◆ Data for this task
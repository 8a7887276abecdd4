use crate::error::{PulseError, Result};
use futures::future::BoxFuture;
use serde::de::DeserializeOwned;
use serde::Deserialize;
use serde_json::Value;

/// Sends one parameterized GraphQL query to a backend.
///
/// Implementations return the response's `data` object; transport failures and
/// GraphQL-level errors surface as [`PulseError::Transport`]. Retries, if any,
/// belong to the implementation.
pub trait QueryExecutor: Send + Sync {
    fn execute<'a>(&'a self, query: &'a str, variables: Value) -> BoxFuture<'a, Result<Value>>;
}

/// Deserialize the value at a JSON pointer inside a response.
pub fn decode<T: DeserializeOwned>(data: &Value, pointer: &str) -> Result<T> {
    let value = data
        .pointer(pointer)
        .ok_or_else(|| PulseError::MissingData(pointer.to_string()))?;
    Ok(T::deserialize(value)?)
}

/// Like [`decode`], but an absent or `null` value is `None`.
pub fn decode_optional<T: DeserializeOwned>(data: &Value, pointer: &str) -> Result<Option<T>> {
    match data.pointer(pointer) {
        None | Some(Value::Null) => Ok(None),
        Some(value) => Ok(Some(T::deserialize(value)?)),
    }
}

// ---------------------------------------------------------------------------
// Shared GraphQL shapes
// ---------------------------------------------------------------------------

#[derive(Debug, Clone, Deserialize)]
#[serde(rename_all = "camelCase")]
pub struct PageInfo {
    #[serde(default)]
    pub has_next_page: bool,
    #[serde(default)]
    pub end_cursor: Option<String>,
}

impl PageInfo {
    /// Cursor for the following page, if there is one.
    pub fn next_cursor(&self) -> Option<&str> {
        if self.has_next_page {
            self.end_cursor.as_deref()
        } else {
            None
        }
    }
}

#[derive(Debug, Clone, Deserialize)]
#[serde(rename_all = "camelCase")]
pub struct Connection<T> {
    #[serde(default = "Vec::new")]
    pub nodes: Vec<T>,
    #[serde(default)]
    pub page_info: Option<PageInfo>,
}

impl<T> Connection<T> {
    pub fn next_cursor(&self) -> Option<&str> {
        self.page_info.as_ref().and_then(PageInfo::next_cursor)
    }
}

impl<T> Default for Connection<T> {
    fn default() -> Self {
        Self {
            nodes: Vec::new(),
            page_info: None,
        }
    }
}

#[derive(Debug, Clone, Deserialize)]
pub struct Login {
    pub login: String,
}

// ---------------------------------------------------------------------------
// Tests
// ---------------------------------------------------------------------------
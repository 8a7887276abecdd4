use crate::activity::DEFAULT_CONCURRENCY;
use crate::cache::DEFAULT_TTL_MINUTES;
use crate::error::{PulseError, Result};
use crate::paths;
use crate::scanner::{DEFAULT_PAGE_SIZE, MAX_PAGE_SIZE};
use serde::{Deserialize, Serialize};
use std::path::{Path, PathBuf};

pub const DEFAULT_PRIMARY_ENDPOINT: &str = "https://api.zenhub.com/public/graphql";
pub const DEFAULT_PRIMARY_TOKEN_ENV: &str = "ZENHUB_TOKEN";
pub const DEFAULT_SECONDARY_ENDPOINT: &str = "https://api.github.com/graphql";
pub const DEFAULT_SECONDARY_TOKEN_ENV: &str = "GITHUB_TOKEN";

// ---------------------------------------------------------------------------
// ConfigWarning / WarnLevel
// ---------------------------------------------------------------------------

#[derive(Debug, Clone, Serialize, Deserialize)]
pub struct ConfigWarning {
    pub level: WarnLevel,
    pub message: String,
}

#[derive(Debug, Clone, PartialEq, Serialize, Deserialize)]
#[serde(rename_all = "snake_case")]
pub enum WarnLevel {
    Warning,
    Error,
}

// ---------------------------------------------------------------------------
// Sections
// ---------------------------------------------------------------------------

#[derive(Debug, Clone, Serialize, Deserialize)]
pub struct WorkspaceConfig {
    pub id: String,
    #[serde(default, skip_serializing_if = "Option::is_none")]
    pub name: Option<String>,
}

/// One GraphQL backend. The token itself never lives in the file, only the
/// name of the environment variable holding it.
#[derive(Debug, Clone, PartialEq, Serialize, Deserialize)]
pub struct BackendConfig {
    pub endpoint: String,
    pub token_env: String,
}

impl BackendConfig {
    pub fn primary_default() -> Self {
        Self {
            endpoint: DEFAULT_PRIMARY_ENDPOINT.to_string(),
            token_env: DEFAULT_PRIMARY_TOKEN_ENV.to_string(),
        }
    }

    pub fn secondary_default() -> Self {
        Self {
            endpoint: DEFAULT_SECONDARY_ENDPOINT.to_string(),
            token_env: DEFAULT_SECONDARY_TOKEN_ENV.to_string(),
        }
    }
}

#[derive(Debug, Clone, Serialize, Deserialize)]
pub struct ActivityConfig {
    #[serde(default = "default_concurrency")]
    pub concurrency: usize,
    #[serde(default = "default_page_size")]
    pub page_size: u32,
    #[serde(default = "default_cache_ttl")]
    pub cache_ttl_minutes: u32,
}

impl Default for ActivityConfig {
    fn default() -> Self {
        Self {
            concurrency: DEFAULT_CONCURRENCY,
            page_size: DEFAULT_PAGE_SIZE,
            cache_ttl_minutes: DEFAULT_TTL_MINUTES,
        }
    }
}

fn default_concurrency() -> usize {
    DEFAULT_CONCURRENCY
}

fn default_page_size() -> u32 {
    DEFAULT_PAGE_SIZE
}

fn default_cache_ttl() -> u32 {
    DEFAULT_TTL_MINUTES
}

// ---------------------------------------------------------------------------
// Config (top-level)
// ---------------------------------------------------------------------------

#[derive(Debug, Clone, Serialize, Deserialize)]
pub struct Config {
    #[serde(default = "default_version")]
    pub version: u32,
    pub workspace: WorkspaceConfig,
    #[serde(default = "BackendConfig::primary_default")]
    pub primary: BackendConfig,
    #[serde(default, skip_serializing_if = "Option::is_none")]
    pub secondary: Option<BackendConfig>,
    #[serde(default)]
    pub activity: ActivityConfig,
}

fn default_version() -> u32 {
    1
}

impl Config {
    pub fn new(workspace_id: impl Into<String>) -> Self {
        Self {
            version: 1,
            workspace: WorkspaceConfig {
                id: workspace_id.into(),
                name: None,
            },
            primary: BackendConfig::primary_default(),
            secondary: None,
            activity: ActivityConfig::default(),
        }
    }

    /// `~/.pulse/config.yaml`
    pub fn default_path() -> Result<PathBuf> {
        Ok(paths::config_path(&paths::pulse_home()?))
    }

    pub fn load(path: &Path) -> Result<Self> {
        if !path.exists() {
            return Err(PulseError::NotConfigured(path.display().to_string()));
        }
        let data = std::fs::read_to_string(path)?;
        let cfg: Config = serde_yaml::from_str(&data)?;
        Ok(cfg)
    }

    pub fn save(&self, path: &Path) -> Result<()> {
        let data = serde_yaml::to_string(self)?;
        crate::io::atomic_write(path, data.as_bytes())
    }

    // -----------------------------------------------------------------------
    // Validation
    // -----------------------------------------------------------------------

    pub fn validate(&self) -> Vec<ConfigWarning> {
        let mut warnings = Vec::new();
        let mut push = |level: WarnLevel, message: String| {
            warnings.push(ConfigWarning { level, message });
        };

        if self.version != 1 {
            push(
                WarnLevel::Warning,
                format!("unsupported config version {}; expected 1", self.version),
            );
        }

        if self.workspace.id.trim().is_empty() {
            push(WarnLevel::Error, "workspace.id is empty".to_string());
        }

        let backends = std::iter::once(("primary", &self.primary))
            .chain(self.secondary.as_ref().map(|b| ("secondary", b)));
        for (section, backend) in backends {
            let endpoint = backend.endpoint.trim();
            if endpoint.is_empty() {
                push(WarnLevel::Error, format!("{section}.endpoint is empty"));
            } else if !endpoint.starts_with("https://") && !endpoint.starts_with("http://") {
                push(
                    WarnLevel::Warning,
                    format!("{section}.endpoint '{endpoint}' is not an http(s) URL"),
                );
            }
            if backend.token_env.trim().is_empty() {
                push(WarnLevel::Error, format!("{section}.token_env is empty"));
            }
        }

        if self.activity.concurrency == 0 {
            push(
                WarnLevel::Error,
                "activity.concurrency must be at least 1".to_string(),
            );
        }

        if self.activity.page_size == 0 || self.activity.page_size > MAX_PAGE_SIZE {
            push(
                WarnLevel::Warning,
                format!(
                    "activity.page_size {} is outside 1-{MAX_PAGE_SIZE}; it will be clamped",
                    self.activity.page_size
                ),
            );
        }

        warnings
    }
}

// ---------------------------------------------------------------------------
// Tests
// ---------------------------------------------------------------------------

#[cfg(test)]
mod tests {
    use super::*;
    use tempfile::TempDir;

    const FULL: &str = r#"
version: 1
workspace:
  id: ws-123
  name: Platform
primary:
  endpoint: https://api.zenhub.com/public/graphql
  token_env: ZENHUB_TOKEN
secondary:
  endpoint: https://api.github.com/graphql
  token_env: GITHUB_TOKEN
activity:
  concurrency: 8
  page_size: 25
  cache_ttl_minutes: 15
"#;

    #[test]
    fn full_config_parses() {
        let cfg: Config = serde_yaml::from_str(FULL).unwrap();
        assert_eq!(cfg.workspace.id, "ws-123");
        assert_eq!(cfg.workspace.name.as_deref(), Some("Platform"));
        assert_eq!(cfg.secondary, Some(BackendConfig::secondary_default()));
        assert_eq!(cfg.activity.concurrency, 8);
        assert_eq!(cfg.activity.page_size, 25);
        assert!(cfg.validate().is_empty());
    }

    #[test]
    fn minimal_config_gets_defaults() {
        let cfg: Config = serde_yaml::from_str("workspace:\n  id: ws-1\n").unwrap();
        assert_eq!(cfg.version, 1);
        assert_eq!(cfg.primary, BackendConfig::primary_default());
        assert!(cfg.secondary.is_none());
        assert_eq!(cfg.activity.concurrency, DEFAULT_CONCURRENCY);
        assert_eq!(cfg.activity.page_size, DEFAULT_PAGE_SIZE);
        assert_eq!(cfg.activity.cache_ttl_minutes, DEFAULT_TTL_MINUTES);
    }

    #[test]
    fn save_then_load() {
        let dir = TempDir::new().unwrap();
        let path = dir.path().join(".pulse").join("config.yaml");
        let mut cfg = Config::new("ws-9");
        cfg.secondary = Some(BackendConfig::secondary_default());
        cfg.save(&path).unwrap();

        let loaded = Config::load(&path).unwrap();
        assert_eq!(loaded.workspace.id, "ws-9");
        assert!(loaded.secondary.is_some());
    }

    #[test]
    fn load_missing_file_is_not_configured() {
        let dir = TempDir::new().unwrap();
        let err = Config::load(&dir.path().join("missing.yaml")).unwrap_err();
        assert!(matches!(err, PulseError::NotConfigured(_)));
    }

    #[test]
    fn validate_flags_empty_fields() {
        let mut cfg = Config::new("  ");
        cfg.primary.endpoint = String::new();
        cfg.secondary = Some(BackendConfig {
            endpoint: "api.github.com".into(),
            token_env: String::new(),
        });
        cfg.activity.concurrency = 0;
        cfg.activity.page_size = 500;

        let warnings = cfg.validate();
        let errors: Vec<_> = warnings
            .iter()
            .filter(|w| w.level == WarnLevel::Error)
            .map(|w| w.message.as_str())
            .collect();
        assert_eq!(
            errors,
            vec![
                "workspace.id is empty",
                "primary.endpoint is empty",
                "secondary.token_env is empty",
                "activity.concurrency must be at least 1",
            ]
        );
        assert!(warnings
            .iter()
            .any(|w| w.level == WarnLevel::Warning && w.message.contains("not an http(s) URL")));
        assert!(warnings
            .iter()
            .any(|w| w.level == WarnLevel::Warning && w.message.contains("page_size 500")));
    }
}
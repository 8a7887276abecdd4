use crate::error::{PulseError, Result};
use regex::Regex;
use std::path::{Path, PathBuf};
use std::sync::OnceLock;

// ---------------------------------------------------------------------------
// Directory constants
// ---------------------------------------------------------------------------

pub const PULSE_DIR: &str = ".pulse";
pub const CONFIG_FILE: &str = "config.yaml";
pub const CACHE_DIR: &str = "cache";

/// Environment variable that overrides the config file location.
pub const CONFIG_ENV: &str = "PULSE_CONFIG";

// ---------------------------------------------------------------------------
// Path helpers
// ---------------------------------------------------------------------------

/// `~/.pulse`
pub fn pulse_home() -> Result<PathBuf> {
    let home = home::home_dir().ok_or(PulseError::HomeNotFound)?;
    Ok(home.join(PULSE_DIR))
}

pub fn config_path(pulse_home: &Path) -> PathBuf {
    pulse_home.join(CONFIG_FILE)
}

pub fn cache_dir(pulse_home: &Path) -> PathBuf {
    pulse_home.join(CACHE_DIR)
}

/// File backing one cache key. Each `/`-separated key segment becomes one
/// path component.
pub fn cache_file(cache_dir: &Path, key: &str) -> PathBuf {
    let mut path = cache_dir.to_path_buf();
    let segments: Vec<String> = key
        .split('/')
        .filter(|s| !s.is_empty())
        .map(sanitize_component)
        .collect();
    let Some((last, dirs)) = segments.split_last() else {
        return path.join("_.json");
    };
    for dir in dirs {
        path.push(dir);
    }
    path.join(format!("{last}.json"))
}

// ---------------------------------------------------------------------------
// Component sanitizing
// ---------------------------------------------------------------------------

static UNSAFE_RE: OnceLock<Regex> = OnceLock::new();

fn unsafe_re() -> &'static Regex {
    UNSAFE_RE.get_or_init(|| Regex::new(r"[^A-Za-z0-9_\-]").unwrap())
}

/// Replace anything outside `[A-Za-z0-9_-]` so ids from the backend can't
/// escape the cache directory.
pub fn sanitize_component(raw: &str) -> String {
    let cleaned = unsafe_re().replace_all(raw, "_").into_owned();
    if cleaned.is_empty() {
        "_".to_string()
    } else {
        cleaned
    }
}

// ---------------------------------------------------------------------------
// Tests
// ---------------------------------------------------------------------------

◆ Problem details
Look through the entries. Copy out each line with "Option" in it.

◆ Answer
pub fn decode_optional<T: DeserializeOwned>(data: &Value, pointer: &str) -> Result<Option<T>> {
    pub end_cursor: Option<String>,
    pub fn next_cursor(&self) -> Option<&str> {
    pub page_info: Option<PageInfo>,
    pub fn next_cursor(&self) -> Option<&str> {
    #[serde(default, skip_serializing_if = "Option::is_none")]
    pub name: Option<String>,
    #[serde(default, skip_serializing_if = "Option::is_none")]
    pub secondary: Option<BackendConfig>,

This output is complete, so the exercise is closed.